Долгое время я вообще по ней не тосковала, но проклятая коробка из крематория, содержавшая ее прах, никуда не девалась. Постепенно время смягчило мое сердце, и в какой-то момент я обнаружила, что прощаю ей все больше и больше, хотя о серьезных вещах речь не шла – например, о том, что она вообще жила – и жила долго… И все же мозаичные кусочки прощения были каким-никаким началом. Я видела лоскутки прогресса: однажды, проходя мимо коробки с ее прахом, сказала вежливо: «Привет, мамуля!» Обнаруживала, что улыбаюсь ей, проходя мимо, как если бы она сидела там, за книжкой. И вот что случилось дальше.

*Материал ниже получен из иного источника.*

/// Navigator configuration, validated once at construction.
#[derive(Debug, Clone, PartialEq)]
pub struct NavigatorConfig {
    /// Radians of yaw per viewport width of pointer travel.
    pub yaw_sensitivity: f32,
    /// Radians of pitch per viewport height of pointer travel.
    pub pitch_sensitivity: f32,
    /// Lower pitch bound in radians.
    pub pitch_min: f32,
    /// Upper pitch bound in radians.
    pub pitch_max: f32,
    /// Walking speed in world units per second.
    pub move_speed: f32,
    /// Movement key bindings.
    pub keys: MovementKeys,
    /// Viewport size used to normalize pointer deltas.
    pub viewport: Vec2,
    /// Sign and composition conventions.
    pub convention: RotationConvention,
}

impl Default for NavigatorConfig {
    fn default() -> Self {
        let limit = std::f32::consts::PI / 3.0;
        Self {
            yaw_sensitivity: 5.0,
            pitch_sensitivity: 5.0,
            pitch_min: -limit,
            pitch_max: limit,
            move_speed: 10.0,
            keys: MovementKeys::default(),
            viewport: Vec2::new(1920.0, 1080.0),
            convention: RotationConvention::default(),
        }
    }
}

impl NavigatorConfig {
    /// Reject configurations the integrator cannot run with.
    ///
    /// # Errors
    ///
    /// - [`NavError::DegenerateClampRange`] unless
    ///   `-PI/2 <= pitch_min < pitch_max <= PI/2`
    /// - [`NavError::InvalidSensitivity`] for non-finite sensitivities
    /// - [`NavError::InvalidViewport`] for non-positive viewport dimensions
    /// - [`NavError::InvalidSpeed`] for negative or non-finite speed
    pub fn validate(&self) -> Result<(), NavError> {
        // NaN bounds fail every comparison.
        let ordered = self.pitch_min >= -FRAC_PI_2
            && self.pitch_max <= FRAC_PI_2
            && self.pitch_min < self.pitch_max;
        if !ordered {
            return Err(NavError::DegenerateClampRange {
                low: self.pitch_min,
                high: self.pitch_max,
            });
        }
        for sensitivity in [self.yaw_sensitivity, self.pitch_sensitivity] {
            if !sensitivity.is_finite() {
                return Err(NavError::InvalidSensitivity(sensitivity));
            }
        }
        validate_viewport(self.viewport)?;
        if !self.move_speed.is_finite() || self.move_speed < 0.0 {
            return Err(NavError::InvalidSpeed(self.move_speed));
        }
        Ok(())
    }
}

fn validate_viewport(viewport: Vec2) -> Result<(), NavError> {
    if viewport.is_finite() && viewport.x > 0.0 && viewport.y > 0.0 {
        Ok(())
    } else {
        Err(NavError::InvalidViewport {
            width: viewport.x,
            height: viewport.y,
        })
    }
}

/// Accumulated yaw (`phi`) and pitch (`theta`) in radians.
///
/// Yaw is unbounded; quaternion construction is periodic so it never needs
/// wrapping. Pitch is kept inside the configured clamp range.
#[derive(Debug, Clone, Copy, Default, PartialEq)]
pub struct YawPitchState {
    /// Rotation about the world up axis.
    pub phi: f32,
    /// Rotation about the camera's local right axis.
    pub theta: f32,
}

impl YawPitchState {
    /// Yaw-only rotation about world `+Y`.
    #[must_use]
    pub fn yaw_quat(&self) -> Quat {
        Quat::from_rotation_y(self.phi)
    }

    /// Pitch-only rotation about `+X`.
    #[must_use]
    pub fn pitch_quat(&self) -> Quat {
        Quat::from_rotation_x(self.theta)
    }

    /// Compose yaw and pitch in the given order into a unit orientation.
    #[must_use]
    pub fn orientation(&self, order: CompositionOrder) -> Quat {
        let q = match order {
            CompositionOrder::YawThenPitch => {
                self.yaw_quat() * self.pitch_quat()
            }
            CompositionOrder::PitchThenYaw => {
                self.pitch_quat() * self.yaw_quat()
            }
        };
        q.normalize()
    }
}

/// First-person camera: pointer look plus WASD-style walking.
#[derive(Debug, Clone)]
pub struct FirstPersonNavigator {
    config: NavigatorConfig,
    angles: YawPitchState,
    position: Vec3,
    pose: CameraPose,
}
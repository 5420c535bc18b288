//! Input handling: event types, the per-frame aggregator, and cross-thread
//! delivery.

/// Frame-to-frame aggregation of pointer, button and key state.
pub mod aggregator;
/// Platform-agnostic input events.
pub mod event;
/// Bindable movement actions.
pub mod keyboard;
/// Cross-thread event queue.
pub mod mailbox;
/// Fixed-schema input state snapshot.
pub mod snapshot;

pub use aggregator::InputAggregator;
#[cfg(feature = "viewer")]
pub use event::key_code_name;
pub use event::{InputEvent, MouseButton, PointerCapture};
pub use keyboard::MoveAction;
pub use mailbox::{InputInbox, InputMailbox};
pub use snapshot::InputSnapshot;
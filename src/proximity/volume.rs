use glam::Vec3;

/// Identity of a registered volume. Ids are handed out in registration
/// order, so comparing ids compares registration order.
#[derive(Debug, Clone, Copy, PartialEq, Eq, Hash, PartialOrd, Ord)]
pub struct VolumeId(pub u32);

/// Axis-aligned bounding box.
#[derive(Debug, Clone, Copy, PartialEq)]
pub struct Aabb {
    /// Minimum corner.
    pub min: Vec3,
    /// Maximum corner.
    pub max: Vec3,
}

impl Aabb {
    /// Box spanning two corners given in any order.
    #[must_use]
    pub fn new(a: Vec3, b: Vec3) -> Self {
        Self {
            min: a.min(b),
            max: a.max(b),
        }
    }

    /// Box of `size` centred on `center`.
    #[must_use]
    pub fn from_center_size(center: Vec3, size: Vec3) -> Self {
        let half = size.abs() * 0.5;
        Self {
            min: center - half,
            max: center + half,
        }
    }

    /// Centre point.
    #[must_use]
    pub fn center(&self) -> Vec3 {
        (self.min + self.max) * 0.5
    }

    /// `true` if `point` lies inside or on the boundary.
    #[must_use]
    pub fn contains(&self, point: Vec3) -> bool {
        point.cmpge(self.min).all() && point.cmple(self.max).all()
    }
}

/// Static bounding region registered with the detector. Computed by the
/// host at scene construction and never refitted.
#[derive(Debug, Clone, PartialEq)]
pub struct CollidingVolume {
    /// Registration identity.
    pub id: VolumeId,
    /// Optional host-side name, e.g. the scene object it bounds.
    pub label: Option<String>,
    /// World-space bounds.
    pub bounds: Aabb,
}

Америка вступила в войну с Ираком, и мой пастор, Вероника, прочла блестящую проповедь о том, что теперь, когда война бушует на Ближнем Востоке, не время пытаться все расставить по полочкам, как то: кого следует винить или за кого мы хотели бы голосовать. Не время выстраивать новый план и пытаться протолкнуть его. Сейчас время быть неподвижными, объединяться, верить в то, во что верили всегда: в дружбу, доброту, помощь бедным и голодающим. Так что после ощущения разбросанности я приняла слова Вероники близко к сердцу – и начала успокаиваться при любой возможности: уходить на более долгие прогулки в горы, сидеть в просящей молитве и нетерпеливой медитации. Мой разум продолжал прокручивать суровые и резкие тирады, но я мягко отвлекала себя и говорила: «Эти мысли – не истина, они не достойны доверия, но предназначены лишь для развлекательных целей». Со временем стали появляться более спокойные мысли о матери, я стала видеть ее, как выражался богослов Говард Турман, «тихим взором». В моем случае – не совсем тихим. Но тихим для меня.